Alternatively, a U.S. Holder can make an election, if we provide the necessary information, to treat us and each lower-tier PFIC as a qualified electing fund, or a QEF Election, in the first taxable year we (and our relevant subsidiaries) are treated as a PFIC with respect to the U.S. Holder. If such election remains in place while we and any lower-tier PFIC subsidiaries are PFICs, we and our subsidiaries will not be treated as PFICs with respect to such U.S. Holder. A U.S. Holder must make the QEF Election for us and for each of our subsidiaries that is a PFIC by attaching a separate properly completed IRS Form 8621 for each such PFIC to the U.S. Holder’s timely filed U.S. federal income tax return. We intend to provide the information necessary for a U.S. Holder to make a QEF Election with respect to us and to cause each lower-tier PFIC which we control to provide such information with respect to such lower-tier PFIC.
If a U.S. Holder makes a QEF Election with respect to a PFIC, the U.S. Holder will be currently taxable on its pro rata share of the PFIC’s ordinary earnings and net capital gain (at ordinary income and capital gain rates, respectively) for each taxable year that the entity is classified as a PFIC. If a U.S. Holder makes a QEF Election with respect to us, any distributions paid by us out of our earnings and profits that were previously included in the U.S. Holder’s income under the QEF Election would not be taxable to the holder. A U.S. Holder will increase its tax basis in its ordinary shares or ADSs representing our ordinary shares by an amount equal to any income included under the QEF Election and will decrease its tax basis by any amount distributed on the ordinary shares or ADSs representing our ordinary shares that is not included in the holder’s income. In addition, a U.S. Holder will recognize capital gain or loss on the disposition of ordinary shares or ADSs representing our ordinary shares in an amount equal to the difference between the amount realized and the holder’s adjusted tax basis in the ordinary shares or ADSs representing our ordinary shares. U.S. Holders should note that if they make QEF Elections with respect to us and lower-tier PFICs, they may be required to pay U.S. federal income tax with respect to their ordinary shares or ADSs representing our ordinary shares for any taxable year significantly in excess of any cash distributions (which may be zero) received on the ordinary shares or ADSs representing our ordinary shares for such taxable year. U.S. Holders should consult their tax advisors regarding making QEF Elections in their particular circumstances.
Unless otherwise provided by the U.S. Treasury, each U.S. shareholder of a PFIC is required to file an annual report containing such information as the U.S. Treasury may require.

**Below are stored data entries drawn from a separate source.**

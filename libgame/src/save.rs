//! Board persistence: a JSON array of alive flags in row-major order.

use std::{
    fs::{self, File},
    io::{self, BufWriter, Write},
    path::{Path, PathBuf},
};

use serde::Serialize;
use serde_json::ser::{PrettyFormatter, Serializer};
use thiserror::Error;

use crate::board::GameBoard;

#[derive(Debug, Error)]
pub enum SaveError {
    #[error("couldn't access board file {path:?}")]
    Io {
        path: PathBuf,
        #[source]
        source: io::Error,
    },

    #[error("malformed board file")]
    Parse(#[from] serde_json::Error),

    #[error("board file has {found} cells, expected {expected}")]
    Validation { expected: usize, found: usize },
}

/// Writes alive flags as a JSON array indented with four spaces.
pub fn write_flags<W>(writer: W, flags: &[bool]) -> Result<(), serde_json::Error>
where
    W: Write,
{
    let mut serializer = Serializer::with_formatter(writer, PrettyFormatter::with_indent(b"    "));
    flags.serialize(&mut serializer)
}

pub fn decode(document: &str) -> Result<Vec<bool>, SaveError> {
    Ok(serde_json::from_str(document)?)
}

pub fn save<P>(board: &GameBoard, path: P) -> Result<(), SaveError>
where
    P: AsRef<Path>,
{
    let path = path.as_ref();
    let io_error = |source| SaveError::Io {
        path: path.to_owned(),
        source,
    };

    let mut writer = BufWriter::new(File::create(path).map_err(io_error)?);
    // Serializing plain booleans can only fail on the writer.
    write_flags(&mut writer, &board.serialize_alive_flags())
        .map_err(|e| io_error(e.into()))?;
    writer.flush().map_err(io_error)?;

    log::info!("saved {} cells to {path:?}", board.len());
    Ok(())
}

pub fn load<P>(path: P) -> Result<Vec<bool>, SaveError>
where
    P: AsRef<Path>,
{
    let path = path.as_ref();
    let document = fs::read_to_string(path).map_err(|source| SaveError::Io {
        path: path.to_owned(),
        source,
    })?;

    let flags = decode(&document)?;
    log::info!("loaded {} cells from {path:?}", flags.len());
    Ok(flags)
}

A U.S. Holder’s failure to file the annual report will cause the statute of limitations for such U.S. Holder’s U.S. federal income tax return to remain open with regard to the items required to be included in such report until three years after the U.S. Holder files the annual report, and, unless such failure is due to reasonable cause and not willful neglect, the statute of limitations for the U.S. Holder’s entire U.S. federal income tax return will remain open during such period. U.S. Holders should consult their tax advisors regarding the requirements of filing such information returns under these rules.
Taxation of Distributions
Subject to the discussion above under “Passive Foreign Investment Company Rules,” distributions paid on our ordinary shares or ADSs representing our ordinary shares, other than certain pro rata distributions of ordinary shares or ADSs representing our ordinary shares , will generally be treated as dividends to the extent paid out of our current or accumulated earnings and profits (as determined under U.S. federal income tax principles). Because we may not calculate our earnings and profits under U.S. federal income tax principles, we expect that distributions generally will be reported to U.S. Holders as dividends. Subject to applicable limitations, dividends paid to certain non-corporate U.S. Holders may be

108



taxable at preferential rates applicable to “qualified dividend income.” However, the qualified dividend income treatment may not apply if we are treated as a PFIC with respect to the U.S. Holder. The amount of the dividend will be treated as foreign-source dividend income to U.S. Holders and will not be eligible for the dividends-received deduction generally available to U.S. corporations under the Code. Dividends will generally be included in a U.S. Holder’s income on the date of the U.S. Holder’s receipt of the dividend. The amount of any dividend income paid in foreign currency will be the U.S. dollar amount calculated by reference to the exchange rate in effect on the date of actual or constructive receipt, regardless of whether the payment is in fact converted into U.S. dollars. If the dividend is converted into U.S. dollars on the date of receipt, a U.S. Holder should not be required to recognize foreign currency gain or loss in respect of the dividend income. A U.S. Holder may have foreign currency gain or loss if the dividend is converted into U.S. dollars after the date of receipt. Such gain or loss would generally be treated as U.S.-source ordinary income or loss. The amount of any distribution of property other than cash (and other than certain pro rata distributions of ordinary shares or ADSs representing our ordinary shares or rights to acquire ordinary shares or ADSs representing our ordinary shares) will be the fair market value of such property on the date of distribution.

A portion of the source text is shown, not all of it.